SOURCE MATERIAL Block Start

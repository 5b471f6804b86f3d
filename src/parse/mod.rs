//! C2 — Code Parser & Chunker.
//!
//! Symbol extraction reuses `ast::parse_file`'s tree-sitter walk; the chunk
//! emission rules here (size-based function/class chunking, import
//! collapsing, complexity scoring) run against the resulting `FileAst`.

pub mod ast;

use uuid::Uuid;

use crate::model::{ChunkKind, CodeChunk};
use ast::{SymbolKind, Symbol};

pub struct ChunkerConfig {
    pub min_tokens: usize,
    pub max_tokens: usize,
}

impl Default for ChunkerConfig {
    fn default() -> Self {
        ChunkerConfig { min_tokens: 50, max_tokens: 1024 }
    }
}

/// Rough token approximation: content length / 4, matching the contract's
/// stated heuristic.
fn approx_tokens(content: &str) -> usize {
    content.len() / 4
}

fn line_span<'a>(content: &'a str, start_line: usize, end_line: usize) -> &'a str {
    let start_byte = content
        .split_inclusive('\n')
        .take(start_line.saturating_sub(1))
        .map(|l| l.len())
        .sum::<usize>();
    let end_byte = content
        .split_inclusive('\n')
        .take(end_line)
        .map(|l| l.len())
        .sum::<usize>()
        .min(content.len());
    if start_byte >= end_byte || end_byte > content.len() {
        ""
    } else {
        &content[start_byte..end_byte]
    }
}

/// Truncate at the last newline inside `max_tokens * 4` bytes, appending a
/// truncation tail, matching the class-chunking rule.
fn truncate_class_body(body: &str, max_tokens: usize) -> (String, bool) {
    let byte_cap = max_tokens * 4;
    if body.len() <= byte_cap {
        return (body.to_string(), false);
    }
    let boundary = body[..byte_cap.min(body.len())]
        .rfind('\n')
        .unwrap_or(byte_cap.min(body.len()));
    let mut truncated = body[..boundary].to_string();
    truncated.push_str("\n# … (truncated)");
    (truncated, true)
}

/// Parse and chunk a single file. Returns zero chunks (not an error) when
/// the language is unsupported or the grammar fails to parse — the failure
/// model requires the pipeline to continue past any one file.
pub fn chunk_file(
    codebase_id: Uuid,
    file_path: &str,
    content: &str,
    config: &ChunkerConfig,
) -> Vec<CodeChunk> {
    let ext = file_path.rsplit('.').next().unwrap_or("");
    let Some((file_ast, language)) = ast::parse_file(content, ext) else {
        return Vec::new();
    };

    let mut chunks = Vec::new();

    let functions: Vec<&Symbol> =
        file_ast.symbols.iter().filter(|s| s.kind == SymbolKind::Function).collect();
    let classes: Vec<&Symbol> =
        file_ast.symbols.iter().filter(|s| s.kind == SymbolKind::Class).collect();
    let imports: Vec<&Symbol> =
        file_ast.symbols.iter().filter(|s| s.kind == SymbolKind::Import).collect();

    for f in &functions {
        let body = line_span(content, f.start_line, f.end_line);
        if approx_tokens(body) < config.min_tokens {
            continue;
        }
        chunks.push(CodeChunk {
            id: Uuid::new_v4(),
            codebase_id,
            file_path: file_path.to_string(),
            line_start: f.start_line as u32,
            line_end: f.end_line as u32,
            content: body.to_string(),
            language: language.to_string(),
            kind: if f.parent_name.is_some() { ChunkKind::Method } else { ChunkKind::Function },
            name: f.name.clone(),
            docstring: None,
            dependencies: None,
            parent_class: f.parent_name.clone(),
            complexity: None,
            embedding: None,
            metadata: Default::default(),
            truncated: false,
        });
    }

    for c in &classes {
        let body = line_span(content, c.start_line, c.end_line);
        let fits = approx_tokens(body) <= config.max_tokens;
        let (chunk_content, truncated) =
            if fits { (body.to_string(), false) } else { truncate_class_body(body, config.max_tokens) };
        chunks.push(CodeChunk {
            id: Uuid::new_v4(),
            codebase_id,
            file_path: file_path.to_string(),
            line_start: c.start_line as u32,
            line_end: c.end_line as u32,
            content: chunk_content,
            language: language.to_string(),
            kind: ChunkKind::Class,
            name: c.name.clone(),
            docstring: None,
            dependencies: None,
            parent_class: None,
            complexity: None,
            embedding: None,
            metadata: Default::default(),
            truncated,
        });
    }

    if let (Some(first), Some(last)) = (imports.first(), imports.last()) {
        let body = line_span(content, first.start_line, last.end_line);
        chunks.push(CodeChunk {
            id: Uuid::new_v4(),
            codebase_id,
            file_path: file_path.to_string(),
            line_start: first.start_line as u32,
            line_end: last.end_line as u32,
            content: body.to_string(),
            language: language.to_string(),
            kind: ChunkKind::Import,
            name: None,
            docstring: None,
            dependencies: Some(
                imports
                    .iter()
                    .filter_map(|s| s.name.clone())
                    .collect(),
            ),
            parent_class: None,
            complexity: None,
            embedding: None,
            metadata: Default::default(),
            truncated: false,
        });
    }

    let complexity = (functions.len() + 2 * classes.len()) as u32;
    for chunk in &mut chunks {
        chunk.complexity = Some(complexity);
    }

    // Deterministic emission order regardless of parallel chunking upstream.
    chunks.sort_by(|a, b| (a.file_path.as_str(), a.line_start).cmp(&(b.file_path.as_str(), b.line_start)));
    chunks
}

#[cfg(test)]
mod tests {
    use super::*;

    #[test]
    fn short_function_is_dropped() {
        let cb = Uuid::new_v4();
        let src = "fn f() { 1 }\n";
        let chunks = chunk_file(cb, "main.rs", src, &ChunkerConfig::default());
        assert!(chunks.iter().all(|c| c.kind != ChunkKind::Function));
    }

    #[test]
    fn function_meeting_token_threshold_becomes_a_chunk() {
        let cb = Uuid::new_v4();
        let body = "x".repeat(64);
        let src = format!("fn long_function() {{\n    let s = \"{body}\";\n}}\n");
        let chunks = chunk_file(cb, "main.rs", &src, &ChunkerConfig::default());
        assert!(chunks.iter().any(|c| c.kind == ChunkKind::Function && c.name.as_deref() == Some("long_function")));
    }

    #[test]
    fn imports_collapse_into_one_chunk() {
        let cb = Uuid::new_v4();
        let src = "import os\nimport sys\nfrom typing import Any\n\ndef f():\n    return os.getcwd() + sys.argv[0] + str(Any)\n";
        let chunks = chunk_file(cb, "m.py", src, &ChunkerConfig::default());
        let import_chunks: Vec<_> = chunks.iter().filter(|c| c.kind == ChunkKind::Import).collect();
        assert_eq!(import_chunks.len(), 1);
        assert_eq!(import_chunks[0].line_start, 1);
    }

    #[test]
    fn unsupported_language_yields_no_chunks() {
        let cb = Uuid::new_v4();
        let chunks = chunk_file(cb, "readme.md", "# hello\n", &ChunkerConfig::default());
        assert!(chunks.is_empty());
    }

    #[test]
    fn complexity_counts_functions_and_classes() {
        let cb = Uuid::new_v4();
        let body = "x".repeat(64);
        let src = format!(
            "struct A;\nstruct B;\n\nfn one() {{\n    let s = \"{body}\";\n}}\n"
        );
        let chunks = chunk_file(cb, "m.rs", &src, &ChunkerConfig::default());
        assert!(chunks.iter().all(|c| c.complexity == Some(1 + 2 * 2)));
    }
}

SOURCE MATERIAL Block End

▶ _TASK BRIEF_:
Filter the records, keeping only lines that contain "ChunkerConfig", and show those lines.

▶ _EXERCISE SOLUTION_:
pub struct ChunkerConfig {
impl Default for ChunkerConfig {
        ChunkerConfig { min_tokens: 50, max_tokens: 1024 }
    config: &ChunkerConfig,
        let chunks = chunk_file(cb, "main.rs", src, &ChunkerConfig::default());
        let chunks = chunk_file(cb, "main.rs", &src, &ChunkerConfig::default());
        let chunks = chunk_file(cb, "m.py", src, &ChunkerConfig::default());
        let chunks = chunk_file(cb, "readme.md", "# hello\n", &ChunkerConfig::default());
        let chunks = chunk_file(cb, "m.rs", &src, &ChunkerConfig::default());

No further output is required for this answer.